Sources: Devon Housing Commission Report – University of Exeter & Devon Local Authorities, Poverty in Devon 2024 – Devon Health and Wellbeing, Devon Community Foundation Overview, Great British Life – Housing Crisis in Devon
Insight: For many families in Devon, poor housing feels like a daily struggle with cold, damp, and overcrowded conditions. Parents describe having to choose between heating and food, or leaving home during cold spells to avoid high energy bills. Children living in substandard housing face increased risks of respiratory illness, anxiety, and disrupted sleep. In rural and coastal areas, homes are often poorly insulated, off the gas grid, and far from services. Families placed in temporary accommodation report instability, lack of privacy, and emotional distress. These conditions not only affect physical health but also undermine children’s emotional development and educational engagement. The housing crisis is compounded by high property prices, under-occupation, and the conversion of long-term rentals into holiday lets, leaving many families with few options and a sense of being pushed out of their own communities.
| Gaps in insights and local research The Starting and Developing Well chapter provides valuable insight into the health and wellbeing of children and young people in Devon. However, there are areas where lived experience data is limited or could be expanded to strengthen understanding and inform service design. These include: Maternal Smoking and Infant Hospital Admissions: While flagged as priority issues, there is limited qualitative insight into why maternal smoking persists and how families experience early hospital admissions. More lived experience from maternity services, young parents, and health visitors could help. Vaccination Uptake: There is a lack of insight into parental attitudes, access barriers, and misinformation around childhood vaccinations, particularly flu and HPV. Understanding trust and cultural responsiveness in immunisation programmes could be helpful. Housing and Indoor Environment: Although data highlights deprivation in indoor environment quality, there is limited lived experience from families in poor housing, temporary accommodation, or fuel poverty. Emotional and developmental impacts are underexplored. Food Insecurity: Quantitative data is strong, but more insight is needed into how food insecurity affects dignity, mental health, and family dynamics. Lived experience from food hubs, schools, and VCSE partners could enrich understanding. |
Starting and Developing Well Priorities for Devon
- Champion Youth Voice and Opportunity: Empower young people to shape services and decisions. Address barriers like transport, housing, and service access, especially in rural areas.
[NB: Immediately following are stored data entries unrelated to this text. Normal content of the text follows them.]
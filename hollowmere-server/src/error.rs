use axum::http::StatusCode;
use axum::response::{IntoResponse, Response};
use axum::Json;
use serde::Serialize;
use tracing::{error, warn};

use hollowmere_character::CharacterError;
use hollowmere_choices::ChoiceError;
use hollowmere_combat::CombatError;
use hollowmere_content::ContentError;
use hollowmere_llm::LlmError;
use hollowmere_npc::NpcError;
use hollowmere_persistence::PersistenceError;
use hollowmere_quests::QuestError;
use hollowmere_session::SessionError;
use hollowmere_shop::ShopError;
use hollowmere_world::WorldError;

/// Every error kind the HTTP surface can produce, mapped to a status code
/// and a `{error, code}` JSON body per §7's recovery table. This is the
/// single place that turns a subsystem error into a wire response.
#[derive(Debug)]
pub enum ApiError {
    InvalidInput(String),
    InvalidSession,
    NotInCombat,
    AlreadyInCombat,
    TravelInCombat,
    NotFound(String),
    Conflict(String),
    LlmUnavailable(String),
    Internal(String),
}

#[derive(Serialize)]
struct ErrorBody {
    error: String,
    code: &'static str,
}

impl ApiError {
    fn code(&self) -> &'static str {
        match self {
            ApiError::InvalidInput(_) => "invalid_input",
            ApiError::InvalidSession => "invalid_session",
            ApiError::NotInCombat => "not_in_combat",
            ApiError::AlreadyInCombat => "already_in_combat",
            ApiError::TravelInCombat => "travel_in_combat",
            ApiError::NotFound(_) => "not_found",
            ApiError::Conflict(_) => "conflict",
            ApiError::LlmUnavailable(_) => "llm_unavailable",
            ApiError::Internal(_) => "internal",
        }
    }

    fn status(&self) -> StatusCode {
        match self {
            ApiError::InvalidInput(_)
            | ApiError::InvalidSession
            | ApiError::NotInCombat
            | ApiError::AlreadyInCombat
            | ApiError::TravelInCombat
            | ApiError::Conflict(_) => StatusCode::BAD_REQUEST,
            ApiError::NotFound(_) => StatusCode::NOT_FOUND,
            ApiError::LlmUnavailable(_) => StatusCode::BAD_GATEWAY,
            ApiError::Internal(_) => StatusCode::INTERNAL_SERVER_ERROR,
        }
    }
}

impl IntoResponse for ApiError {
    fn into_response(self) -> Response {
        let status = self.status();
        let message = self.to_string();
        match status {
            StatusCode::INTERNAL_SERVER_ERROR => error!(error = %message, "internal API error"),
            StatusCode::BAD_GATEWAY => warn!(error = %message, "upstream llm error"),
            _ => warn!(error = %message, code = self.code(), "rejected request"),
        }
        let body = ErrorBody { error: message, code: self.code() };
        (status, Json(body)).into_response()
    }
}

impl std::fmt::Display for ApiError {
    fn fmt(&self, f: &mut std::fmt::Formatter<'_>) -> std::fmt::Result {
        match self {
            ApiError::InvalidInput(msg) => write!(f, "{msg}"),
            ApiError::InvalidSession => write!(f, "invalid or expired session"),
            ApiError::NotInCombat => write!(f, "not currently in combat"),
            ApiError::AlreadyInCombat => write!(f, "combat is already in progress"),
            ApiError::TravelInCombat => write!(f, "cannot travel while in combat"),
            ApiError::NotFound(msg) => write!(f, "{msg}"),
            ApiError::Conflict(msg) => write!(f, "{msg}"),
            ApiError::LlmUnavailable(msg) => write!(f, "{msg}"),
            ApiError::Internal(msg) => write!(f, "{msg}"),
        }
    }
}

impl From<SessionError> for ApiError {
    fn from(err: SessionError) -> Self {
        match err {
            SessionError::InvalidSession => ApiError::InvalidSession,
            SessionError::InvalidInput { .. } => ApiError::InvalidInput(err.to_string()),
            SessionError::TravelInCombat => ApiError::TravelInCombat,
            SessionError::NotInCombat => ApiError::NotInCombat,
            SessionError::AlreadyInCombat => ApiError::AlreadyInCombat,
            SessionError::UnknownScenario(_)
            | SessionError::UnknownLocation(_)
            | SessionError::UnknownNpc(_)
            | SessionError::UnknownItem(_) => ApiError::InvalidInput(err.to_string()),
            SessionError::Character(e) => e.into(),
            SessionError::World(e) => e.into(),
            SessionError::Npc(e) => e.into(),
            SessionError::Shop(e) => e.into(),
            SessionError::Quest(e) => e.into(),
            SessionError::Combat(e) => e.into(),
            SessionError::Choice(e) => e.into(),
            SessionError::Content(e) => e.into(),
            SessionError::Llm(e) => e.into(),
            SessionError::TurnTimeout => ApiError::LlmUnavailable("the action pipeline timed out".to_string()),
        }
    }
}

impl From<CharacterError> for ApiError {
    fn from(err: CharacterError) -> Self {
        ApiError::InvalidInput(err.to_string())
    }
}

impl From<WorldError> for ApiError {
    fn from(err: WorldError) -> Self {
        match err {
            WorldError::NoSuchExit | WorldError::BlockedByScene | WorldError::UnknownLocation(_) => {
                ApiError::InvalidInput(err.to_string())
            }
            WorldError::ConditionFailed { fail_message } => ApiError::InvalidInput(fail_message),
        }
    }
}

impl From<NpcError> for ApiError {
    fn from(err: NpcError) -> Self {
        ApiError::InvalidInput(err.to_string())
    }
}

impl From<ShopError> for ApiError {
    fn from(err: ShopError) -> Self {
        ApiError::InvalidInput(err.to_string())
    }
}

impl From<QuestError> for ApiError {
    fn from(err: QuestError) -> Self {
        ApiError::InvalidInput(err.to_string())
    }
}

impl From<CombatError> for ApiError {
    fn from(err: CombatError) -> Self {
        match err {
            CombatError::NotInCombat => ApiError::NotInCombat,
            CombatError::AlreadyInCombat => ApiError::AlreadyInCombat,
            _ => ApiError::InvalidInput(err.to_string()),
        }
    }
}

impl From<ChoiceError> for ApiError {
    fn from(err: ChoiceError) -> Self {
        ApiError::InvalidInput(err.to_string())
    }
}

impl From<ContentError> for ApiError {
    fn from(err: ContentError) -> Self {
        ApiError::NotFound(err.to_string())
    }
}

impl From<LlmError> for ApiError {
    fn from(err: LlmError) -> Self {
        match err {
            LlmError::Timeout => ApiError::LlmUnavailable("llm request timed out after one retry".to_string()),
            LlmError::Unavailable(msg) => ApiError::LlmUnavailable(msg),
            LlmError::MalformedResponse(msg) | LlmError::Template(msg) => ApiError::Internal(msg),
        }
    }
}

impl From<PersistenceError> for ApiError {
    fn from(err: PersistenceError) -> Self {
        match err {
            PersistenceError::NotFound(_) => ApiError::NotFound(err.to_string()),
            PersistenceError::VersionMismatch { .. } | PersistenceError::Corrupted(_) | PersistenceError::ScenarioMismatch { .. } => {
                ApiError::Conflict(err.to_string())
            }
            PersistenceError::Io(_) => ApiError::Internal(err.to_string()),
        }
    }
}

/// Shorthand for handlers that want to reject a malformed request body or
/// query parameter before it ever reaches a subsystem call.
pub fn bad_request(message: impl Into<String>) -> ApiError {
    ApiError::InvalidInput(message.into())
}
use axum::extract::State;
use axum::http::HeaderMap;
use axum::routing::post;
use axum::{Json, Router};
use serde::{Deserialize, Serialize};
use uuid::Uuid;

use crate::error::{bad_request, ApiError};
use crate::extract::resolve_session_id;
use crate::state::AppState;

use super::views::{character_view, CharacterView};

pub fn router() -> Router<AppState> {
    Router::new()
        .route("/api/character/levelup", post(levelup))
        .route("/api/character/rest", post(rest))
}

#[derive(Deserialize)]
struct SessionIdBody {
    #[serde(default)]
    session_id: Option<Uuid>,
}

async fn levelup(
    State(state): State<AppState>,
    headers: HeaderMap,
    Json(body): Json<SessionIdBody>,
) -> Result<Json<CharacterView>, ApiError> {
    let session_id = resolve_session_id(&headers, body.session_id)?;
    let entry = state.session(session_id)?;
    let mut session = entry.lock().await;
    session.character.level_up()?;
    Ok(Json(character_view(&session)))
}

#[derive(Deserialize)]
struct RestRequest {
    #[serde(default)]
    session_id: Option<Uuid>,
    #[serde(default = "default_rest_type")]
    rest_type: String,
}

fn default_rest_type() -> String {
    "short".to_string()
}

#[derive(Serialize)]
struct RestResponse {
    healed: i32,
    character: CharacterView,
}

async fn rest(
    State(state): State<AppState>,
    headers: HeaderMap,
    Json(body): Json<RestRequest>,
) -> Result<Json<RestResponse>, ApiError> {
    if body.rest_type != "short" {
        return Err(bad_request(format!("unsupported rest type: {}", body.rest_type)));
    }
    let session_id = resolve_session_id(&headers, body.session_id)?;
    let entry = state.session(session_id)?;
    let mut guard = entry.lock().await;
    let session = &mut *guard;
    let in_combat = session.in_combat();
    let healed = session.character.short_rest(&mut session.dice, in_combat)?;
    Ok(Json(RestResponse { healed, character: character_view(session) }))
}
- Support Neurodiverse Children and Young People: Promote inclusive education, mental health, and young services that are sensory aware, strengths-based, and co-designed.
- Early Years Health: Continue improving maternal and infant health, focusing on reducing smoking rates and hospital admissions for infants. Strengthen support for secure attachment and bonding through trauma-informed early years services.
- Educational Outcomes: Address the gap in school readiness and academic achievement, particularly for children receiving free school meals and those in care. Reduce pupil absenteeism to improve learning outcomes.
- Healthy Behaviours: Promote better dietary habits, sleep, and physical activity among children. Address food insecurity, especially in vulnerable households.
- Mental Health: Improve mental health services and support for children and young people, with a focus on reducing hospital admissions for mental health conditions, self-harm, and injuries. Expand early intervention and identity-affirming environments.
- Employment: Target areas with higher unemployment rates to provide job training and support, particularly in rural and coastal areas, to improve family financial stability.
- Housing Conditions: Improve housing quality, particularly in areas with poor indoor environment quality, to ensure adequate living conditions and heating.
- Vaccination Rates: Increase efforts to improve vaccination rates across all age groups to meet NHS targets and ensure better public health outcomes.